Because USB-C has more physical links between host and device.
USB A/B = 1 link
USB A/B SS = 3 links (1 legacy, 2 SS)
USB C = 5 links (1 legacy, 4 SS)
The idea behind USB-C for the connector itself made sense. The fact that there isn't a good consistent way for a Type-C's port to describe what it can and can not do with what cables is freaking insane. Things ranging from just USB 2.0 connectivity all the way up to Thunderbolt. Honestly, my experience with trying to get a Type C (not Thunderbolt,) display to work properly at work as been a freaking nightmare... with a HP laptop using a HP display.
Simply put, what people have been doing with the USB-C standard is just insane (not in a good way.)

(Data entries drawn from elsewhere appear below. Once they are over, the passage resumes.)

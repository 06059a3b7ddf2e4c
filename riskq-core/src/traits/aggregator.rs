use crate::models::AnalysisData;
use crate::records::{CascadeAnalysis, DirectAnalysis, RiskFile};

/// Turns raw expert submissions into a risk file's aggregate.
/// Implementations are pure: same inputs, same output, no shared state.
pub trait IAggregator: Send + Sync {
    fn aggregate(
        &self,
        risk_file: &RiskFile,
        direct: &[DirectAnalysis],
        cascades: &[CascadeAnalysis],
    ) -> AnalysisData;
}
//! Span definitions per operation: aggregation, worker requests, saves,
//! wizard navigation, report export.

/// Create an aggregation span.
#[macro_export]
macro_rules! aggregation_span {
    ($risk_file_id:expr, $submissions:expr) => {
        tracing::info_span!("riskq.aggregation", risk_file_id = %$risk_file_id, submissions = $submissions)
    };
}

/// Create a worker request span.
#[macro_export]
macro_rules! worker_span {
    ($risk_file_id:expr) => {
        tracing::info_span!("riskq.worker", risk_file_id = %$risk_file_id)
    };
}

/// Create a persistence span.
#[macro_export]
macro_rules! save_span {
    ($field:expr) => {
        tracing::debug_span!("riskq.save", field = %$field)
    };
}

/// Create a report export span.
#[macro_export]
macro_rules! export_span {
    ($risk_file_id:expr) => {
        tracing::info_span!("riskq.export", risk_file_id = %$risk_file_id)
    };
}

/// Span names as constants for programmatic use.
pub mod names {
    pub const AGGREGATION: &str = "riskq.aggregation";
    pub const WORKER: &str = "riskq.worker";
    pub const SAVE: &str = "riskq.save";
    pub const EXPORT: &str = "riskq.export";
}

Yeah...DisplayPort, sadly, is getting the same way. It's like everyone wants to be that one connector everyone else uses but in the process, they're making controllers complicated and doing a terrible job at informing consumers of what the installed controller can do. DisplayPort I think is keeping it under control better than USB is but still... Even though a DisplayPort cable could theoretically have a USB signal on it, we don't know that the DisplayPort controller in the host device actually has a USB host, we don't know if the monitor we're plugging in that has USB ports understands that it can use the DisplayPort cable to carry the USB signal, and if the USB ports on the monitor fails, it's not clear where the failure was at.
USB video has the same problem. The assumption should be that USB video is handled by basically a USB powered video card inside the cable itself. It shouldn't be pulling a video stream from a video card because now you're making the how that message routes through PCIE and the like convoluted.
I can understand why DisplayPort would want to carry USB because that means only one cable between monitor and computer. I don't understand why USB-IF thought it was a good idea to put video/thunderbolt streams in USB. USB-IF should focus on one thing and that is connecting peripherals to computers as it always did. Yes, increase bandwidth, no, don't expand beyond the scope of doing exclusively what it needs to do. If other interfaces want to carry USB, so be it, but it shouldn't be the other way around because USB isn't supposed to be one connector to rule them all. It doesn't have enough pins to and usually isn't connected to a high enough speed bus internally to either. Now GPUs are having to fight USB controllers for PCIE lanes. It makes no sense for something that's predominantly used to drive mice and keyboards.
For being standards, they aren't very standard.